N6-methyladenosine (m6A) sequencing reveals Heterodera glycines-induced dynamic methylation promoting soybean defense
Ruifeng Qin, Minghui Huang, Ye Jiang, Dan Jiang, Doudou Chang, Yifan Xie, Yuewen Dou, Lili Wu, Liuli Wei, Mingze Wang, Zhongyan Tian, Chunjie Li, Congli Wang- Plant Science
- Agronomy and Crop Science
Unraveling the intricacies of soybean cyst nematode (Heterodera glycines) race 4 resistance and susceptibility in soybean breeding lines—11-452 (highly resistant) and Dongsheng1 (DS1, highly susceptible)—was the focal point of this study. Employing cutting-edge N6-methyladenosine (m6A)-seq and RNA-seq techniques, we delved into the impact of m6A modification on gene expression and plant defense responses. Through the evaluation of nematode development in both resistant and susceptible roots, a pivotal time point (3 days post inoculation) for m6A methylation sequencing was identified. Our sequencing data exhibited robust statistics, successful soybean genome mapping, and prevalent m6A peak distributions, primarily in 3'UTR (Untranslated region) and stop codon regions.
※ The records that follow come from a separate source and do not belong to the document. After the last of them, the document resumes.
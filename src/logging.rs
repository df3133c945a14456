use log::{debug, error, info, trace, warn};
use serde_json::{json, Value};
use std::collections::HashMap;
use std::time::{Instant, SystemTime, UNIX_EPOCH};

use crate::config::LoggingConfig;
use crate::error::{ErrorSeverity, SystemError, WatcherError};

/// Structured logging context
pub struct LogContext {
    pub component: String,
    pub operation: String,
    pub metadata: HashMap<String, Value>,
}

impl LogContext {
    pub fn new(component: &str, operation: &str) -> Self {
        Self {
            component: component.to_string(),
            operation: operation.to_string(),
            metadata: HashMap::new(),
        }
    }

    pub fn with_metadata(mut self, key: &str, value: Value) -> Self {
        self.metadata.insert(key.to_string(), value);
        self
    }

    pub fn with_network(self, network: &str) -> Self {
        self.with_metadata("network", json!(network))
    }

    pub fn with_block_number(self, block_number: u64) -> Self {
        self.with_metadata("block_number", json!(block_number))
    }

    pub fn with_transaction_hash(self, tx_hash: &str) -> Self {
        self.with_metadata("transaction_hash", json!(tx_hash))
    }

    pub fn with_address(self, address: &str) -> Self {
        self.with_metadata("address", json!(address))
    }

    pub fn with_amount(self, amount: &str) -> Self {
        self.with_metadata("amount", json!(amount))
    }

    pub fn with_duration_ms(self, duration_ms: u64) -> Self {
        self.with_metadata("duration_ms", json!(duration_ms))
    }

    pub fn with_retry_count(self, retry_count: u32) -> Self {
        self.with_metadata("retry_count", json!(retry_count))
    }

    fn format_message(&self, level: &str, message: &str) -> String {
        let timestamp = SystemTime::now()
            .duration_since(UNIX_EPOCH)
            .unwrap_or_default()
            .as_secs();

        let mut log_entry = json!({
            "timestamp": timestamp,
            "level": level,
            "component": self.component,
            "operation": self.operation,
            "message": message,
        });

        for (key, value) in &self.metadata {
            log_entry[key] = value.clone();
        }

        log_entry.to_string()
    }

    pub fn info(&self, message: &str) {
        info!("{}", self.format_message("INFO", message));
    }

    pub fn warn(&self, message: &str) {
        warn!("{}", self.format_message("WARN", message));
    }

    pub fn error(&self, message: &str) {
        error!("{}", self.format_message("ERROR", message));
    }

    pub fn debug(&self, message: &str) {
        debug!("{}", self.format_message("DEBUG", message));
    }

    pub fn trace(&self, message: &str) {
        trace!("{}", self.format_message("TRACE", message));
    }
}

/// Times a single operation
pub struct PerformanceMonitor {
    start: Instant,
    operation: String,
    metadata: HashMap<String, Value>,
}

impl PerformanceMonitor {
    pub fn new(operation: &str) -> Self {
        Self {
            start: Instant::now(),
            operation: operation.to_string(),
            metadata: HashMap::new(),
        }
    }

    pub fn with_metadata(mut self, key: &str, value: Value) -> Self {
        self.metadata.insert(key.to_string(), value);
        self
    }

    pub fn elapsed_ms(&self) -> u64 {
        self.start.elapsed().as_millis() as u64
    }

    pub fn finish_with_result<T, E>(self, result: &Result<T, E>) -> u64
    where
        E: std::fmt::Display,
    {
        let duration = self.elapsed_ms();

        let mut context = LogContext::new("performance", &self.operation).with_duration_ms(duration);
        for (key, value) in self.metadata {
            context = context.with_metadata(&key, value);
        }

        match result {
            Ok(_) => context.trace(&format!("Operation completed in {}ms", duration)),
            Err(e) => {
                context = context.with_metadata("error", json!(e.to_string()));
                context.debug(&format!("Operation failed after {}ms: {}", duration, e));
            }
        }

        duration
    }
}

/// Error logging utilities
pub struct ErrorLogger;

impl ErrorLogger {
    pub fn log_error(error: &WatcherError, context: Option<LogContext>) {
        let severity = error.severity();

        let log_context = context
            .unwrap_or_else(|| LogContext::new("error", "unknown"))
            .with_metadata("error_type", json!(format!("{:?}", error)))
            .with_metadata("severity", json!(format!("{:?}", severity)))
            .with_metadata("retryable", json!(error.is_retryable()));

        let message = error.to_string();

        match severity {
            ErrorSeverity::Critical | ErrorSeverity::High => log_context.error(&message),
            ErrorSeverity::Medium => log_context.warn(&message),
            ErrorSeverity::Low => log_context.info(&message),
        }
    }

    pub fn log_retry_attempt(operation: &str, error: &WatcherError, attempt: u32, max_attempts: u32) {
        let context = LogContext::new("retry", operation)
            .with_retry_count(attempt)
            .with_metadata("max_attempts", json!(max_attempts))
            .with_metadata("error", json!(error.to_string()));

        context.warn(&format!("Attempt {}/{} failed: {}", attempt, max_attempts, error));
    }

    pub fn log_recovery_success(operation: &str, attempts: u32) {
        let context = LogContext::new("retry", operation).with_retry_count(attempts);
        context.info(&format!("Operation recovered after {} attempts", attempts));
    }
}

/// Application metrics records
pub struct MetricsLogger;

impl MetricsLogger {
    pub fn log_block_processed(network: &str, block_number: u64, event_count: usize, processing_time_ms: u64) {
        let context = LogContext::new("metrics", "block_processed")
            .with_network(network)
            .with_block_number(block_number)
            .with_metadata("event_count", json!(event_count))
            .with_duration_ms(processing_time_ms);

        context.info(&format!("{} - Block {} processed", network, block_number));
    }

    pub fn log_cycle_completed(network: &str, first_block: u64, last_block: u64, failed_blocks: usize, duration_ms: u64) {
        let context = LogContext::new("metrics", "cycle_completed")
            .with_network(network)
            .with_metadata("first_block", json!(first_block))
            .with_metadata("last_block", json!(last_block))
            .with_metadata("failed_blocks", json!(failed_blocks))
            .with_duration_ms(duration_ms);

        if failed_blocks > 0 {
            context.warn(&format!(
                "{} - Scanned blocks {}..={} with {} skipped",
                network, first_block, last_block, failed_blocks
            ));
        } else {
            context.debug(&format!("{} - Scanned blocks {}..={}", network, first_block, last_block));
        }
    }

    pub fn log_rpc_call(method: &str, duration_ms: u64, success: bool) {
        let context = LogContext::new("metrics", "rpc_call")
            .with_metadata("method", json!(method))
            .with_duration_ms(duration_ms)
            .with_metadata("success", json!(success));

        if success {
            context.trace(&format!("RPC call {} completed in {}ms", method, duration_ms));
        } else {
            context.debug(&format!("RPC call {} failed after {}ms", method, duration_ms));
        }
    }
}

/// Initialize logging for a binary. `RUST_LOG` wins over the configured level.
pub fn init_logging(config: &LoggingConfig) -> Result<(), WatcherError> {
    let json_output = config.format == "json";

    env_logger::Builder::from_env(env_logger::Env::default().default_filter_or(config.level.as_str()))
        .format(move |buf, record| {
            use std::io::Write;

            let message = record.args().to_string();
            if json_output {
                if serde_json::from_str::<Value>(&message).is_ok() {
                    return writeln!(buf, "{}", message);
                }
                let entry = json!({
                    "timestamp": chrono::Utc::now().timestamp(),
                    "level": record.level().to_string(),
                    "component": record.target(),
                    "message": message,
                });
                writeln!(buf, "{}", entry)
            } else {
                let rendered = match serde_json::from_str::<Value>(&message) {
                    Ok(Value::Object(fields)) => render_pretty(&fields),
                    _ => message,
                };
                writeln!(
                    buf,
                    "{} [{}] {}: {}",
                    chrono::Utc::now().format("%Y-%m-%d %H:%M:%S%.3f"),
                    record.level(),
                    record.target(),
                    rendered
                )
            }
        })
        .try_init()
        .map_err(|e| WatcherError::System(SystemError::Logging(e.to_string())))?;

    info!("Logging initialized (level={}, format={})", config.level, config.format);
    Ok(())
}

/// `message key=value ...` for structured entries
fn render_pretty(fields: &serde_json::Map<String, Value>) -> String {
    let message = fields.get("message").and_then(Value::as_str).unwrap_or_default();
    let mut extras: Vec<String> = fields
        .iter()
        .filter(|(key, _)| !matches!(key.as_str(), "message" | "timestamp" | "level"))
        .map(|(key, value)| match value {
            Value::String(s) => format!("{}={}", key, s),
            other => format!("{}={}", key, other),
        })
        .collect();
    extras.sort();

    if extras.is_empty() {
        message.to_string()
    } else {
        format!("{} {}", message, extras.join(" "))
    }
}

#[cfg(test)]
mod tests {
    use super::*;
    use crate::error::RpcError;

    #[test]
    fn test_log_context_creation() {
        let context = LogContext::new("test_component", "test_operation");
        assert_eq!(context.component, "test_component");
        assert_eq!(context.operation, "test_operation");
        assert!(context.metadata.is_empty());
    }

    #[test]
    fn test_log_context_with_metadata() {
        let context = LogContext::new("test", "test")
            .with_network("ethereum")
            .with_block_number(12345)
            .with_transaction_hash("0xabc123")
            .with_amount("100.5");

        assert_eq!(context.metadata.get("network"), Some(&json!("ethereum")));
        assert_eq!(context.metadata.get("block_number"), Some(&json!(12345)));
        assert_eq!(context.metadata.get("transaction_hash"), Some(&json!("0xabc123")));
        assert_eq!(context.metadata.get("amount"), Some(&json!("100.5")));
    }

    #[test]
    fn test_log_context_format_message() {
        let context = LogContext::new("test", "test").with_metadata("key", json!("value"));

        let message = context.format_message("INFO", "test message");

        let parsed: Value = serde_json::from_str(&message).expect("Should be valid JSON");
        assert_eq!(parsed["level"], "INFO");
        assert_eq!(parsed["component"], "test");
        assert_eq!(parsed["operation"], "test");
        assert_eq!(parsed["message"], "test message");
        assert_eq!(parsed["key"], "value");
    }

    #[test]
    fn test_performance_monitor_with_result() {
        let monitor = PerformanceMonitor::new("test_operation").with_metadata("method", json!("eth_call"));
        assert_eq!(monitor.metadata.get("method"), Some(&json!("eth_call")));

        let result: Result<(), String> = Err("boom".to_string());
        let duration = monitor.finish_with_result(&result);
        assert!(duration < 1_000);
    }

    #[test]
    fn test_error_logging_does_not_panic() {
        let error = WatcherError::Rpc(RpcError::BlockNotFound { block_number: 7 });
        ErrorLogger::log_error(&error, Some(LogContext::new("test", "error_test")));
        ErrorLogger::log_error(&error, None);
        ErrorLogger::log_retry_attempt("get_block", &error, 1, 5);
        ErrorLogger::log_recovery_success("get_block", 2);
    }

    #[test]
    fn test_metrics_logging_does_not_panic() {
        MetricsLogger::log_block_processed("ethereum", 12345, 2, 150);
        MetricsLogger::log_cycle_completed("ethereum", 10, 12, 1, 300);
        MetricsLogger::log_rpc_call("eth_getBlockByNumber", 250, true);
    }

    #[test]
    fn test_render_pretty() {
        let entry = LogContext::new("monitor", "cycle")
            .with_network("bsc")
            .format_message("INFO", "Scanned");
        let fields = match serde_json::from_str::<Value>(&entry).unwrap() {
            Value::Object(fields) => fields,
            _ => unreachable!(),
        };

        assert_eq!(render_pretty(&fields), "Scanned component=monitor network=bsc operation=cycle");
    }
}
Analysis of differentially expressed m6A peaks (DMPs) and expressed genes (DEGs) revealed distinctive patterns between resistant and susceptible genotypes. In the highly resistant line (11-452), key resistance and defense-associated genes displayed increased expression coupled with inhibited methylation, encompassing crucial players like R genes, receptor kinases, and transcription factors. Conversely, the highly susceptible DS1 line exhibited heightened expression correlated with decreased methylation in genes linked to susceptibility pathways, including Mildew Locus O (MLO)-like proteins and regulatory elements affecting defense mechanisms. Genome-wide assessments, GO/KEGG analyses, and DMP/DEG overlap emphasized the intricate interplay of m6A modifications, alternative splicing, microRNA and gene regulation in plant defense. Protein-protein interaction networks illuminated defense-pivotal genes, delineating divergent mechanisms in resistant and susceptible responses. This study sheds light on the dynamic correlation between methylation, splicing, and gene expression, providing profound insights into plant responses to nematode infection.